Hempe, a BSN who simplifies medical science and provides practical solutions for families, says this is getting kids' brains used to the high dopamine, which takes their joy away from the real-world experiences they should be having at a young age.

In short, she says, "We're kind of stealing their childhood."

Too much time in the virtual world is also making kids anxious and impairing their ability to be social in real life.

"They are not able to function in the real world," Hempe relays. "They're not able to have social skills; they're not making eye contact."

In-person relationships, she points out, are imperative for building social skills and for life.

"When we are young, we have to learn how to do that," she says, "We have to learn how to read body language and facial expressions and tone," and that cannot be accomplished online.

Hempe, Melanie (ScreenStrong) Hempe

Social media is a form of entertainment, which means it is not necessary for development or for one's future. Meanwhile, kids and teens benefit from spending more time outside and off the screen, hanging out with good-influence friends, and enjoying the little things around them that Hempe says become so easy to miss when noses are buried in the endless scroll of social media.

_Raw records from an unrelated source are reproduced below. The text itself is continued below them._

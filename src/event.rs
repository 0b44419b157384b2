use crossterm::event::{self, Event as CrosstermEvent, KeyEvent, KeyEventKind};
use std::time::Duration;
use tokio::sync::mpsc;

/// Application events
#[derive(Debug)]
pub enum Event {
  /// Terminal key press
  Key(KeyEvent),
  /// Periodic tick for UI refresh and query polling
  Tick,
}

/// Event handler that produces events from terminal input and a tick timer
pub struct EventHandler {
  rx: mpsc::UnboundedReceiver<Event>,
}

impl EventHandler {
  /// Create a new event handler with the given tick rate
  pub fn new(tick_rate: Duration) -> Self {
    let (tx, rx) = mpsc::unbounded_channel();

    // Spawn terminal event reader
    tokio::spawn(async move {
      loop {
        if event::poll(tick_rate).unwrap_or(false) {
          if let Ok(evt) = event::read() {
            // Windows terminals report both press and release
            if let CrosstermEvent::Key(key) = evt {
              if key.kind == KeyEventKind::Press && tx.send(Event::Key(key)).is_err() {
                break;
              }
            }
          }
        } else {
          // Tick
          if tx.send(Event::Tick).is_err() {
            break;
          }
        }
      }
    });

    Self { rx }
  }

  /// Receive the next event
  pub async fn next(&mut self) -> Option<Event> {
    self.rx.recv().await
  }
}
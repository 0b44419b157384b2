//! Remote document store access: the domain types, the Firestore REST wire
//! mapping, and the client that performs the five collection operations
//! (list, get, add, update, delete).

pub mod api_types;
pub mod client;
pub mod types;
use super::input::{InputResult, TextInput};
use super::role_picker::{RolePicker, RolePickerEvent};
use super::KeyResult;
use crate::store::types::NewMember;
use crate::validate::{self, Draft, Field, ValidationErrors};
use crossterm::event::{KeyCode, KeyEvent};
use ratatui::prelude::*;
use ratatui::widgets::{Block, Borders, Clear, Paragraph};

/// Events emitted by the add-member form
#[derive(Debug, Clone, PartialEq, Eq)]
pub enum FormEvent {
  /// Draft passed validation; the parent runs the add mutation. The form
  /// stays open until the parent reports success via `reset()`.
  Submitted(NewMember),
  /// Form dismissed; entered values are retained for reopening
  Cancelled,
}

/// Fields in focus order
const FIELDS: &[Field] = &[
  Field::FirstName,
  Field::LastName,
  Field::Email,
  Field::Avatar,
  Field::Role,
  Field::Salary,
];

/// Modal form for creating a record. Validation runs on submit; an invalid
/// draft shows inline errors and never leaves the form.
#[derive(Debug, Default)]
pub struct MemberForm {
  active: bool,
  focused: usize,
  first_name: TextInput,
  last_name: TextInput,
  email: TextInput,
  avatar: TextInput,
  salary: TextInput,
  role: String,
  role_picker: RolePicker,
  errors: ValidationErrors,
}

impl MemberForm {
  pub fn new() -> Self {
    Self::default()
  }

  pub fn is_active(&self) -> bool {
    self.active
  }

  /// Open the form. Previously entered values are kept so a failed
  /// submission can be retried.
  pub fn open(&mut self) {
    self.active = true;
    self.focused = 0;
  }

  /// Close and clear all fields. Called after a successful add.
  pub fn reset(&mut self) {
    *self = Self::default();
  }

  fn draft(&self) -> Draft {
    Draft {
      first_name: self.first_name.value().to_string(),
      last_name: self.last_name.value().to_string(),
      email: self.email.value().to_string(),
      avatar: self.avatar.value().to_string(),
      role: self.role.clone(),
      salary: self.salary.value().to_string(),
    }
  }

  fn focused_field(&self) -> Field {
    FIELDS[self.focused.min(FIELDS.len() - 1)]
  }

  fn focused_input(&mut self) -> Option<&mut TextInput> {
    match self.focused_field() {
      Field::FirstName => Some(&mut self.first_name),
      Field::LastName => Some(&mut self.last_name),
      Field::Email => Some(&mut self.email),
      Field::Avatar => Some(&mut self.avatar),
      Field::Role => None,
      Field::Salary => Some(&mut self.salary),
    }
  }

  fn focus_next(&mut self) {
    self.focused = (self.focused + 1) % FIELDS.len();
  }

  fn focus_previous(&mut self) {
    self.focused = if self.focused == 0 {
      FIELDS.len() - 1
    } else {
      self.focused - 1
    };
  }

  fn submit(&mut self) -> KeyResult<FormEvent> {
    match validate::validate(&self.draft()) {
      Ok(member) => {
        self.errors = ValidationErrors::default();
        KeyResult::Event(FormEvent::Submitted(member))
      }
      Err(errors) => {
        // Submission blocked; the store is never called for an invalid draft
        self.errors = errors;
        KeyResult::Handled
      }
    }
  }

  /// Handle a key event while the form is open
  pub fn handle_key(&mut self, key: KeyEvent) -> KeyResult<FormEvent> {
    if !self.active {
      return KeyResult::NotHandled;
    }

    // Role picker overlay takes precedence while it is up
    match self.role_picker.handle_key(key) {
      KeyResult::Event(RolePickerEvent::Selected(role)) => {
        self.role = role;
        self.focus_next();
        return KeyResult::Handled;
      }
      KeyResult::Event(RolePickerEvent::Cancelled) | KeyResult::Handled => {
        return KeyResult::Handled;
      }
      KeyResult::NotHandled => {}
    }

    match key.code {
      KeyCode::Tab | KeyCode::Down => {
        self.focus_next();
        return KeyResult::Handled;
      }
      KeyCode::BackTab | KeyCode::Up => {
        self.focus_previous();
        return KeyResult::Handled;
      }
      _ => {}
    }

    if self.focused_field() == Field::Role {
      return match key.code {
        KeyCode::Enter => {
          self.role_picker.show("Select Role", false);
          KeyResult::Handled
        }
        KeyCode::Esc => {
          self.active = false;
          KeyResult::Event(FormEvent::Cancelled)
        }
        _ => KeyResult::Handled,
      };
    }

    let on_last_field = self.focused == FIELDS.len() - 1;
    match self.focused_input() {
      Some(input) => match input.handle_key(key) {
        InputResult::Submitted(_) => {
          // Enter advances; on the last field it submits the draft
          if on_last_field {
            self.submit()
          } else {
            self.focus_next();
            KeyResult::Handled
          }
        }
        InputResult::Cancelled => {
          self.active = false;
          KeyResult::Event(FormEvent::Cancelled)
        }
        InputResult::Consumed | InputResult::NotHandled => KeyResult::Handled,
      },
      None => KeyResult::Handled,
    }
  }

  fn field_value(&self, field: Field) -> &str {
    match field {
      Field::FirstName => self.first_name.value(),
      Field::LastName => self.last_name.value(),
      Field::Email => self.email.value(),
      Field::Avatar => self.avatar.value(),
      Field::Role => {
        if self.role.is_empty() {
          "Select Role"
        } else {
          &self.role
        }
      }
      Field::Salary => self.salary.value(),
    }
  }

  /// Render the form modal if active
  pub fn render_overlay(&self, frame: &mut Frame, area: Rect) {
    if !self.active {
      return;
    }

    let width = (area.width * 70 / 100).clamp(40, 70);
    let height = (FIELDS.len() as u16 * 2 + 3).min(area.height.saturating_sub(2));

    let x = area.x + (area.width.saturating_sub(width)) / 2;
    let y = area.y + (area.height.saturating_sub(height)) / 2;
    let overlay_area = Rect::new(x, y, width, height);

    frame.render_widget(Clear, overlay_area);

    let block = Block::default()
      .borders(Borders::ALL)
      .border_style(Style::default().fg(Color::Magenta))
      .title(" Add New Member ");

    let inner = block.inner(overlay_area);
    frame.render_widget(block, overlay_area);

    let mut lines = Vec::new();
    for (i, field) in FIELDS.iter().enumerate() {
      let focused = i == self.focused && !self.role_picker.is_active();
      let label_style = if focused {
        Style::default().fg(Color::Magenta).bold()
      } else {
        Style::default().fg(Color::DarkGray)
      };

      let mut spans = vec![
        Span::styled(format!("{:<12}", field.label()), label_style),
        Span::raw(self.field_value(*field).to_string()),
      ];
      if focused && *field != Field::Role {
        spans.push(Span::styled("_", Style::default().fg(Color::Magenta)));
      }
      lines.push(Line::from(spans));

      match self.errors.message_for(*field) {
        Some(message) => lines.push(Line::from(Span::styled(
          format!("            {}", message),
          Style::default().fg(Color::Red),
        ))),
        None => lines.push(Line::default()),
      }
    }
    lines.push(Line::from(Span::styled(
      "Tab next field   Enter on Salary submits   Esc cancel",
      Style::default().fg(Color::DarkGray),
    )));

    frame.render_widget(Paragraph::new(lines), inner);
    self.role_picker.render_overlay(frame, area);
  }
}
/// One person entry in the roster
#[derive(Debug, Clone, PartialEq, Eq)]
pub struct Member {
  /// Opaque document id assigned by the store on creation, immutable after
  pub id: String,
  pub first_name: String,
  pub last_name: String,
  pub email: String,
  pub avatar: String,
  pub role: String,
  pub salary: u64,
}

/// A candidate record before the store has assigned it an id
#[derive(Debug, Clone, PartialEq, Eq)]
pub struct NewMember {
  pub first_name: String,
  pub last_name: String,
  pub email: String,
  pub avatar: String,
  pub role: String,
  pub salary: u64,
}

/// Roles offered by the role picker. The field itself is an open string
/// set; this is only the menu.
pub const ROLES: &[&str] = &[
  "Frontend",
  "Backend",
  "Fullstack",
  "UI/UX",
  "Product Manager",
  "Testing",
];

impl Member {
  pub fn full_name(&self) -> String {
    format!("{} {}", self.first_name, self.last_name)
  }

  /// Combined list filter: case-insensitive substring match of `search`
  /// against the full name or the email, AND exact role equality. The
  /// empty role string is the "no filter" sentinel matching every role.
  pub fn matches(&self, search: &str, role_filter: &str) -> bool {
    let needle = search.to_lowercase();
    let matches_search = needle.is_empty()
      || self.full_name().to_lowercase().contains(&needle)
      || self.email.to_lowercase().contains(&needle);
    let matches_role = role_filter.is_empty() || self.role == role_filter;
    matches_search && matches_role
  }

  /// The field set written back on save (wholesale replacement).
  pub fn as_fields(&self) -> NewMember {
    NewMember {
      first_name: self.first_name.clone(),
      last_name: self.last_name.clone(),
      email: self.email.clone(),
      avatar: self.avatar.clone(),
      role: self.role.clone(),
      salary: self.salary,
    }
  }
}

impl NewMember {
  /// Attach a store-assigned id to produce a full record.
  pub fn with_id(self, id: String) -> Member {
    Member {
      id,
      first_name: self.first_name,
      last_name: self.last_name,
      email: self.email,
      avatar: self.avatar,
      role: self.role,
      salary: self.salary,
    }
  }
}
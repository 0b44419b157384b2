//! Async query and mutation primitives for UI data fetching.
//!
//! Inspired by TanStack Query: a `Query<T>` owns its fetching closure plus
//! loading/success/error state, and a `Mutation<T>` runs a single write and
//! delivers its outcome exactly once. Both are polled from the UI tick, so
//! views never block the event loop and a superseded fetch can simply be
//! dropped without its late result ever being applied.

use std::future::Future;
use std::pin::Pin;
use tokio::sync::mpsc;

/// The state of a query
#[derive(Debug, Clone)]
pub enum QueryState<T> {
  /// Query has not been started
  Idle,
  /// Query is currently fetching data
  Loading,
  /// Query completed successfully
  Success(T),
  /// Query failed with an error
  Error(String),
}

impl<T> QueryState<T> {
  pub fn is_loading(&self) -> bool {
    matches!(self, QueryState::Loading)
  }

  pub fn data(&self) -> Option<&T> {
    match self {
      QueryState::Success(data) => Some(data),
      _ => None,
    }
  }

  pub fn error(&self) -> Option<&str> {
    match self {
      QueryState::Error(e) => Some(e),
      _ => None,
    }
  }
}

/// A boxed future that returns a Result<T, String>
type BoxFuture<T> = Pin<Box<dyn Future<Output = Result<T, String>> + Send>>;

/// A factory function that creates futures for fetching data
type FetcherFn<T> = Box<dyn Fn() -> BoxFuture<T> + Send>;

/// Async query for data fetching with state management.
///
/// ```ignore
/// let store = store_client.clone();
/// let mut query = Query::new(move || {
///   let store = store.clone();
///   async move { store.list_members().await.map_err(|e| e.to_string()) }
/// });
/// query.fetch();
///
/// // in the tick handler
/// query.poll();
///
/// // in render
/// match query.state() {
///   QueryState::Loading => { /* spinner */ }
///   QueryState::Success(members) => { /* rows */ }
///   QueryState::Error(e) => { /* error line */ }
///   QueryState::Idle => {}
/// }
/// ```
pub struct Query<T> {
  state: QueryState<T>,
  fetcher: FetcherFn<T>,
  receiver: Option<mpsc::UnboundedReceiver<Result<T, String>>>,
}

impl<T: Send + 'static> Query<T> {
  /// Create a new query with the given fetcher function. The fetcher is
  /// called each time `fetch()` or `refetch()` is invoked.
  pub fn new<F, Fut>(fetcher: F) -> Self
  where
    F: Fn() -> Fut + Send + 'static,
    Fut: Future<Output = Result<T, String>> + Send + 'static,
  {
    Self {
      state: QueryState::Idle,
      fetcher: Box::new(move || Box::pin(fetcher())),
      receiver: None,
    }
  }

  pub fn state(&self) -> &QueryState<T> {
    &self.state
  }

  pub fn data(&self) -> Option<&T> {
    self.state.data()
  }

  pub fn is_loading(&self) -> bool {
    self.state.is_loading()
  }

  pub fn is_error(&self) -> bool {
    matches!(self.state, QueryState::Error(_))
  }

  pub fn error(&self) -> Option<&str> {
    self.state.error()
  }

  /// Start fetching data. No-op while a fetch is already in flight, which
  /// coalesces overlapping requests for the same query.
  pub fn fetch(&mut self) {
    if self.state.is_loading() {
      return;
    }
    self.start_fetch();
  }

  /// Force a refetch, superseding any fetch in flight. The pending fetch
  /// is cancelled by dropping its receiver; its result is discarded.
  pub fn refetch(&mut self) {
    self.receiver = None;
    self.start_fetch();
  }

  /// Replace the held data locally without refetching (a cache `set`).
  pub fn set_data(&mut self, data: T) {
    self.state = QueryState::Success(data);
  }

  /// Poll for results from a pending fetch. Returns `true` if the state
  /// changed. Call this from the event loop tick.
  pub fn poll(&mut self) -> bool {
    let receiver = match &mut self.receiver {
      Some(rx) => rx,
      None => return false,
    };

    match receiver.try_recv() {
      Ok(Ok(data)) => {
        self.state = QueryState::Success(data);
        self.receiver = None;
        true
      }
      Ok(Err(error)) => {
        self.state = QueryState::Error(error);
        self.receiver = None;
        true
      }
      Err(mpsc::error::TryRecvError::Empty) => false,
      Err(mpsc::error::TryRecvError::Disconnected) => {
        // Sender dropped without sending
        self.state = QueryState::Error("Query was cancelled".to_string());
        self.receiver = None;
        true
      }
    }
  }

  fn start_fetch(&mut self) {
    let (tx, rx) = mpsc::unbounded_channel();
    self.receiver = Some(rx);
    self.state = QueryState::Loading;

    let future = (self.fetcher)();
    tokio::spawn(async move {
      let result = future.await;
      // Ignore send errors - the receiver may have been dropped
      let _ = tx.send(result);
    });
  }
}

impl<T: std::fmt::Debug> std::fmt::Debug for Query<T> {
  fn fmt(&self, f: &mut std::fmt::Formatter<'_>) -> std::fmt::Result {
    f.debug_struct("Query")
      .field("state", &self.state)
      .finish_non_exhaustive()
  }
}

/// A single async write operation (add, update, delete).
///
/// Unlike a query, a mutation has no retained data: `poll()` hands the
/// outcome to the caller exactly once so the view can react (invalidate a
/// cache key, show a notification) and then forget it.
#[derive(Debug, Default)]
pub struct Mutation<T> {
  receiver: Option<mpsc::UnboundedReceiver<Result<T, String>>>,
}

impl<T: Send + 'static> Mutation<T> {
  pub fn new() -> Self {
    Self { receiver: None }
  }

  /// Whether an operation is in flight
  pub fn is_running(&self) -> bool {
    self.receiver.is_some()
  }

  /// Spawn the operation. Starting a new one supersedes any outcome still
  /// pending from a previous run.
  pub fn run<Fut>(&mut self, operation: Fut)
  where
    Fut: Future<Output = Result<T, String>> + Send + 'static,
  {
    let (tx, rx) = mpsc::unbounded_channel();
    self.receiver = Some(rx);

    tokio::spawn(async move {
      let result = operation.await;
      let _ = tx.send(result);
    });
  }

  /// Take the outcome if the operation has finished.
  pub fn poll(&mut self) -> Option<Result<T, String>> {
    let receiver = self.receiver.as_mut()?;

    match receiver.try_recv() {
      Ok(result) => {
        self.receiver = None;
        Some(result)
      }
      Err(mpsc::error::TryRecvError::Empty) => None,
      Err(mpsc::error::TryRecvError::Disconnected) => {
        self.receiver = None;
        Some(Err("Operation was cancelled".to_string()))
      }
    }
  }
}

#[cfg(test)]
mod tests {
  use super::*;
  use std::time::Duration;

  #[tokio::test]
  async fn test_query_success() {
    let mut query = Query::new(|| async { Ok::<_, String>(vec![1, 2, 3]) });

    assert!(matches!(query.state(), QueryState::Idle));

    query.fetch();
    assert!(query.is_loading());

    tokio::time::sleep(Duration::from_millis(10)).await;

    assert!(query.poll());
    assert_eq!(query.data(), Some(&vec![1, 2, 3]));
  }

  #[tokio::test]
  async fn test_query_error() {
    let mut query: Query<i32> = Query::new(|| async { Err("Something went wrong".to_string()) });

    query.fetch();
    tokio::time::sleep(Duration::from_millis(10)).await;

    assert!(query.poll());
    assert!(query.is_error());
    assert_eq!(query.error(), Some("Something went wrong"));
  }

  #[tokio::test]
  async fn test_fetch_while_loading_is_noop() {
    let mut query = Query::new(|| async {
      tokio::time::sleep(Duration::from_millis(100)).await;
      Ok::<_, String>(42)
    });

    query.fetch();
    assert!(query.is_loading());

    // Second fetch should be a no-op
    query.fetch();
    assert!(query.is_loading());
  }

  #[tokio::test]
  async fn test_refetch_supersedes_pending() {
    let counter = std::sync::Arc::new(std::sync::atomic::AtomicU32::new(0));
    let counter_clone = counter.clone();

    let mut query = Query::new(move || {
      let counter = counter_clone.clone();
      async move {
        tokio::time::sleep(Duration::from_millis(50)).await;
        Ok::<_, String>(counter.fetch_add(1, std::sync::atomic::Ordering::SeqCst))
      }
    });

    query.fetch();
    tokio::time::sleep(Duration::from_millis(10)).await;

    // Refetch cancels the first fetch and starts a new one
    query.refetch();
    tokio::time::sleep(Duration::from_millis(100)).await;

    query.poll();
    // Only the second fetch's result is ever applied
    assert_eq!(query.data(), Some(&1));
  }

  #[tokio::test]
  async fn test_set_data_patches_locally() {
    let mut query = Query::new(|| async { Ok::<_, String>(vec![1]) });
    query.fetch();
    tokio::time::sleep(Duration::from_millis(10)).await;
    query.poll();

    query.set_data(vec![1, 2]);
    assert_eq!(query.data(), Some(&vec![1, 2]));
  }

  #[tokio::test]
  async fn test_mutation_outcome_delivered_once() {
    let mut mutation: Mutation<u32> = Mutation::new();
    assert!(!mutation.is_running());

    mutation.run(async { Ok(7) });
    assert!(mutation.is_running());

    tokio::time::sleep(Duration::from_millis(10)).await;

    assert_eq!(mutation.poll(), Some(Ok(7)));
    assert!(!mutation.is_running());
    assert_eq!(mutation.poll(), None);
  }

  #[tokio::test]
  async fn test_mutation_error_outcome() {
    let mut mutation: Mutation<()> = Mutation::new();
    mutation.run(async { Err("boom".to_string()) });

    tokio::time::sleep(Duration::from_millis(10)).await;
    assert_eq!(mutation.poll(), Some(Err("boom".to_string())));
  }
}
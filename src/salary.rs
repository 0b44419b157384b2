//! Pure reducer for the salary adjustment control on the detail view.
//!
//! The control accumulates increments/decrements against a working value
//! that is only written back to the store on save. Keeping this as a plain
//! function over a tagged action keeps it testable without any UI.

/// An adjustment applied to the working salary value
#[derive(Debug, Clone, Copy, PartialEq, Eq)]
pub enum SalaryAction {
  /// Raise the salary by the given amount
  Increment(u64),
  /// Lower the salary by the given amount, clamped at zero
  Decrement(u64),
  /// Replace the salary outright (used when seeding from a fetched record)
  Set(u64),
}

/// Apply one action to the current salary and return the new value.
pub fn apply(salary: u64, action: SalaryAction) -> u64 {
  match action {
    SalaryAction::Increment(amount) => salary.saturating_add(amount),
    SalaryAction::Decrement(amount) => salary.saturating_sub(amount),
    SalaryAction::Set(value) => value,
  }
}

/// Parse the transient amount input. Adjustments are only legal for a
/// positive amount; anything else disables the +/- controls.
pub fn parse_amount(input: &str) -> Option<u64> {
  match input.trim().parse::<u64>() {
    Ok(n) if n > 0 => Some(n),
    _ => None,
  }
}
//! Transient notifications ("toasts") surfaced in the footer.
//!
//! Views emit notifications through a cloned `Notifier`; the app root owns
//! the receiving end, keeps the most recent one, and expires it after a few
//! seconds of display.

use ratatui::style::Color;
use std::time::{Duration, Instant};
use tokio::sync::mpsc;

/// How long a notification stays visible
const DISPLAY_TIME: Duration = Duration::from_secs(4);

#[derive(Debug, Clone, Copy, PartialEq, Eq)]
pub enum Level {
  Success,
  Warning,
  Error,
}

impl Level {
  pub fn color(&self) -> Color {
    match self {
      Level::Success => Color::Green,
      Level::Warning => Color::Yellow,
      Level::Error => Color::Red,
    }
  }
}

#[derive(Debug, Clone, PartialEq, Eq)]
pub struct Notification {
  pub level: Level,
  pub message: String,
}

impl Notification {
  pub fn success(message: impl Into<String>) -> Self {
    Self {
      level: Level::Success,
      message: message.into(),
    }
  }

  pub fn warning(message: impl Into<String>) -> Self {
    Self {
      level: Level::Warning,
      message: message.into(),
    }
  }

  pub fn error(message: impl Into<String>) -> Self {
    Self {
      level: Level::Error,
      message: message.into(),
    }
  }
}

/// Sending half handed to views and async tasks
#[derive(Debug, Clone)]
pub struct Notifier {
  tx: mpsc::UnboundedSender<Notification>,
}

impl Notifier {
  pub fn notify(&self, notification: Notification) {
    // Send failure means the app is shutting down
    let _ = self.tx.send(notification);
  }
}

/// Receiving half owned by the app root
#[derive(Debug)]
pub struct NotificationCenter {
  rx: mpsc::UnboundedReceiver<Notification>,
  current: Option<(Notification, Instant)>,
}

impl NotificationCenter {
  pub fn new() -> (Notifier, Self) {
    let (tx, rx) = mpsc::unbounded_channel();
    (
      Notifier { tx },
      Self { rx, current: None },
    )
  }

  /// Drain pending notifications and expire the displayed one. Called on
  /// every tick; the latest notification wins.
  pub fn tick(&mut self) {
    while let Ok(notification) = self.rx.try_recv() {
      self.current = Some((notification, Instant::now()));
    }

    if let Some((_, shown_at)) = &self.current {
      if shown_at.elapsed() > DISPLAY_TIME {
        self.current = None;
      }
    }
  }

  /// The notification to render, if one is active
  pub fn current(&self) -> Option<&Notification> {
    self.current.as_ref().map(|(n, _)| n)
  }
}

#[cfg(test)]
mod tests {
  use super::*;

  #[tokio::test]
  async fn test_latest_notification_wins() {
    let (notifier, mut center) = NotificationCenter::new();
    notifier.notify(Notification::success("first"));
    notifier.notify(Notification::error("second"));

    center.tick();
    assert_eq!(center.current().map(|n| n.message.as_str()), Some("second"));
    assert_eq!(center.current().map(|n| n.level), Some(Level::Error));
  }

  #[tokio::test]
  async fn test_nothing_pending() {
    let (_notifier, mut center) = NotificationCenter::new();
    center.tick();
    assert!(center.current().is_none());
  }
}
use crate::cache::SharedQueryCache;
use crate::config::Config;
use crate::event::{Event, EventHandler};
use crate::notify::NotificationCenter;
use crate::store::client::StoreClient;
use crate::store::types::Member;
use crate::ui::renderfns::{draw_footer, draw_header};
use crate::ui::view::{View, ViewAction};
use crate::ui::views::MemberListView;
use color_eyre::Result;
use crossterm::event::{KeyCode, KeyEvent, KeyModifiers};
use crossterm::terminal::{
  disable_raw_mode, enable_raw_mode, EnterAlternateScreen, LeaveAlternateScreen,
};
use crossterm::ExecutableCommand;
use ratatui::prelude::*;
use std::io::stdout;
use std::time::Duration;

/// Main application: owns the view stack, the shared query cache, and the
/// notification channel, and runs the terminal event loop.
pub struct App {
  /// Navigation stack - the list view is always at index 0
  view_stack: Vec<Box<dyn View>>,

  config: Config,
  notifications: NotificationCenter,
  should_quit: bool,
}

impl App {
  pub fn new(config: Config) -> Result<Self> {
    let store = StoreClient::new(&config)?;

    // The cache is owned here and handed to views as an explicit
    // dependency; mutations anywhere invalidate keys every reader sees
    let cache: SharedQueryCache<Vec<Member>> = SharedQueryCache::new();
    let (notifier, notifications) = NotificationCenter::new();

    let root = MemberListView::new(store, cache, notifier);

    Ok(Self {
      view_stack: vec![Box::new(root)],
      config,
      notifications,
      should_quit: false,
    })
  }

  pub async fn run(&mut self) -> Result<()> {
    // Setup terminal
    enable_raw_mode()?;
    stdout().execute(EnterAlternateScreen)?;
    let mut terminal = Terminal::new(CrosstermBackend::new(stdout()))?;

    let mut events = EventHandler::new(Duration::from_millis(250));

    // Main loop
    while !self.should_quit {
      terminal.draw(|frame| self.draw(frame))?;

      if let Some(event) = events.next().await {
        match event {
          Event::Key(key) => self.handle_key(key),
          Event::Tick => self.tick(),
        }
      }
    }

    // Cleanup terminal
    disable_raw_mode()?;
    stdout().execute(LeaveAlternateScreen)?;

    Ok(())
  }

  fn draw(&mut self, frame: &mut Frame) {
    let chunks = Layout::default()
      .direction(Direction::Vertical)
      .constraints([
        Constraint::Length(1), // Header
        Constraint::Min(1),    // Current view
        Constraint::Length(1), // Footer
      ])
      .split(frame.area());

    let breadcrumb: Vec<String> = self
      .view_stack
      .iter()
      .map(|v| v.breadcrumb_label())
      .collect();

    if let Some(view) = self.view_stack.last_mut() {
      let shortcuts = view.shortcuts();
      draw_header(frame, chunks[0], self.config.display_title(), &shortcuts);
      view.render(frame, chunks[1]);
    }

    draw_footer(frame, chunks[2], &breadcrumb, self.notifications.current());
  }

  fn handle_key(&mut self, key: KeyEvent) {
    if key.code == KeyCode::Char('c') && key.modifiers.contains(KeyModifiers::CONTROL) {
      self.should_quit = true;
      return;
    }

    let action = match self.view_stack.last_mut() {
      Some(view) => view.handle_key(key),
      None => ViewAction::None,
    };

    match action {
      ViewAction::None => {}
      ViewAction::Push(view) => self.view_stack.push(view),
      ViewAction::Pop => {
        if self.view_stack.len() > 1 {
          // A popped view is dropped, and with it any in-flight query
          // receivers - late results can never touch a torn-down view
          self.view_stack.pop();
        } else {
          self.should_quit = true;
        }
      }
    }
  }

  fn tick(&mut self) {
    self.notifications.tick();
    if let Some(view) = self.view_stack.last_mut() {
      view.tick();
    }
  }
}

As for the best way to end their addiction to social media, like any other dependency, ScreenStrong advises removing access to the problem.

"Maybe you find five families that are going to say, 'Hey, we're going to give our kid a phone, but it's going to be a basic phone, and they don't need social media all the way through high school,'" Hempe suggests. "We recommend no social media through high school. That's only 48 months. It's really not that hard to do."

Kids, she says, will most likely be surprised and pleased at how limiting social media use will improve their lives and overall health.